I am confused about the usage of _setCookiePath when tracking subdirectories. When do you use setCookiePath and when do you just filter the data via subdir with profiles? The documentation says if you use _setCookiePath you need to disable tracking at the root level. What is the issue there? (I don't think this would work for me because I also need to track other top-level dirs like /about/). Also in another rollup account I want to track all the sites with one property id and then use filters to set up unique profiles for each subdir/site, eventually retiring the old method that uses multiple profile IDs. But I want to track my subdirs as separate sites with separate cookie info so that a referral to www.domain.com/site1 is not shared with www.domain.com/site2 - is this impossible with my requirements? More importantly, visits and uniques need to be segmented by subdir. A user that comes to /site1 then goes to /site2 needs to be a new visitor on /site2.
Update: did I totally overthink this? Since users probably wont be moving between old and new sites can I just add the same tracking property id to both sites w/o crossdomain tracking? That would help me consolidate old and new, but I still have the issue of how to track all the new subdir sites as different sites that don't share cookie info.
It sounds to me like you are moving from a more complex set up to a far simpler one.
If your new domain structure is:
www.site.com/one
www.site.com/two
www.site.com/three
www.site.com/four
Then the standard default Google Analytics code snippet will work. IE Without cross domain tracking, just select 'single domain' when setting up your new profile.

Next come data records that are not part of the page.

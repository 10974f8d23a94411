use common::{PortError, PortResult, DEFAULT_CAPACITY, MAX_CAPACITY};
use serde::{Deserialize, Serialize};
use std::time::Duration;

pub const ENV_CAPACITY: &str = "VSTOR_CAPACITY";
pub const ENV_TRANSACT_TIMEOUT_MS: &str = "VSTOR_TRANSACT_TIMEOUT_MS";

/// Tunables for a [`StoragePort`](crate::StoragePort).
#[derive(Debug, Clone, PartialEq, Eq, Serialize, Deserialize)]
pub struct PortConfig {
    /// Number of unit slots (1..=256).
    pub capacity: usize,
    /// Applied to `transact` calls that do not pass their own timeout.
    /// `None` blocks until a request arrives or the unit goes away.
    #[serde(default)]
    pub transact_timeout: Option<Duration>,
}

impl Default for PortConfig {
    fn default() -> Self {
        Self {
            capacity: DEFAULT_CAPACITY,
            transact_timeout: None,
        }
    }
}

impl PortConfig {
    /// Defaults overridden by `VSTOR_CAPACITY` and `VSTOR_TRANSACT_TIMEOUT_MS`.
    pub fn from_env() -> PortResult<Self> {
        Self::from_lookup(|key| std::env::var(key).ok())
    }

    fn from_lookup(lookup: impl Fn(&str) -> Option<String>) -> PortResult<Self> {
        let mut config = Self::default();
        if let Some(raw) = lookup(ENV_CAPACITY) {
            config.capacity = raw.trim().parse().map_err(|_| {
                PortError::invalid_argument(format!("{ENV_CAPACITY} is not a number: {raw}"))
            })?;
        }
        if let Some(raw) = lookup(ENV_TRANSACT_TIMEOUT_MS) {
            let millis: u64 = raw.trim().parse().map_err(|_| {
                PortError::invalid_argument(format!(
                    "{ENV_TRANSACT_TIMEOUT_MS} is not a number: {raw}"
                ))
            })?;
            config.transact_timeout = Some(Duration::from_millis(millis));
        }
        config.validate()?;
        Ok(config)
    }

    pub fn validate(&self) -> PortResult<()> {
        if self.capacity == 0 || self.capacity > MAX_CAPACITY {
            return Err(PortError::invalid_argument(format!(
                "capacity must be within 1..={MAX_CAPACITY}, got {}",
                self.capacity
            )));
        }
        Ok(())
    }
}

#[cfg(test)]
mod tests {
    use super::*;
    use std::collections::HashMap;

    fn lookup(vars: &[(&str, &str)]) -> impl Fn(&str) -> Option<String> {
        let vars: HashMap<String, String> = vars
            .iter()
            .map(|(k, v)| (k.to_string(), v.to_string()))
            .collect();
        move |key| vars.get(key).cloned()
    }

    #[test]
    fn defaults() {
        let config = PortConfig::from_lookup(lookup(&[])).unwrap();
        assert_eq!(config, PortConfig::default());
        assert_eq!(config.capacity, 16);
        assert!(config.transact_timeout.is_none());
    }

    #[test]
    fn overrides() {
        let config = PortConfig::from_lookup(lookup(&[
            (ENV_CAPACITY, "64"),
            (ENV_TRANSACT_TIMEOUT_MS, " 250 "),
        ]))
        .unwrap();
        assert_eq!(config.capacity, 64);
        assert_eq!(config.transact_timeout, Some(Duration::from_millis(250)));
    }

    #[test]
    fn rejects_bad_values() {
        assert!(PortConfig::from_lookup(lookup(&[(ENV_CAPACITY, "lots")])).is_err());
        assert!(PortConfig::from_lookup(lookup(&[(ENV_CAPACITY, "0")])).is_err());
        assert!(PortConfig::from_lookup(lookup(&[(ENV_CAPACITY, "257")])).is_err());
        assert!(PortConfig::from_lookup(lookup(&[(ENV_TRANSACT_TIMEOUT_MS, "-1")])).is_err());
    }
}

The only issue i can see is that current your data is stored in different profiles. Using this new setup all data will be stored in one single profile. However using the 'Page' metric you could create advanced segments to separate traffic visiting 'Pages' beginning with '/one' for example. Or you could create multiple filters with Page based filtering to separate the traffic from 'www.site.com/one' from 'www.site.com/two'.